Orndorff has been running the strategy since October 2010, which invests predominantly in investment grade and high yield credit, and emerging market debt, as well as bank loans, structured securities, inflation-linked bonds and government bonds.
The fund also seeks to minimise the downside risk to investors in the event of a credit market sell-off by employing a range of hedging strategies.
Returns with a volatility budget of 5-7% are being targeted by combining a globally diversified portfolio with tail risk protection.
The fund was launched on 31 December 2015 with assets of over £100m (€131.4m).
The Legg Mason Western Asset Global Total Return Investment Grade Bond fund is managed by a London-based team headed by Gordon Brown and Andrew Cormack.
It seeks to maximise total return, while maintaining a focus on liquidity and preservation of capital, with volatility expected to remain below 6%.

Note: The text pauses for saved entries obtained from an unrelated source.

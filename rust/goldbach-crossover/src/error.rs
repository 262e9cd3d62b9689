use goldbach_core::GoldbachError;

/// Errors from a data-collection run.
#[derive(Debug, thiserror::Error)]
pub enum CrossoverError {
    #[error(transparent)]
    Goldbach(#[from] GoldbachError),

    #[error("invalid sampling range: min_n = {min} exceeds max_n = {max}")]
    InvalidRange { min: u64, max: u64 },

    #[error("invalid option --{key}={value}")]
    InvalidOption { key: String, value: String },

    #[error("IO error: {0}")]
    Io(#[from] std::io::Error),

    #[error("JSON error: {0}")]
    Json(#[from] serde_json::Error),
}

The fund aims to maximise returns from investment-grade rated bonds and currencies by combining a wide range of global macro strategies with selected credit and other spread sector investments.
It will take an opportunistic approach to selecting credits holding a variety of higher-rated bonds issued by both companies and governments around the world, in both developed and emerging markets.
The fund will also have exposure to foreign currencies, with up to 25% in unhedged non-US dollar assets or currencies, and will use derivatives where appropriate, to maximise returns and manage portfolio risk.
The managers have the discretion to adopt a negative duration position to protect portfolio returns during periods of bond market declines.
Adam Gent, head of UK Sales at Legg Mason, said: “Fixed income investors find themselves at a crossroads in 2016, with the recent rate rise in the US, and the potential for further action from some other central banks globally, creating both opportunities and risks.”
“In such an uncertain environment, capital preservation is likely to be a priority for fixed income investors, but this does not mean they have to sacrifice income.”
Legg Mason had assets under management of $671.5bn (€618.6bn) as of December 31, 2015.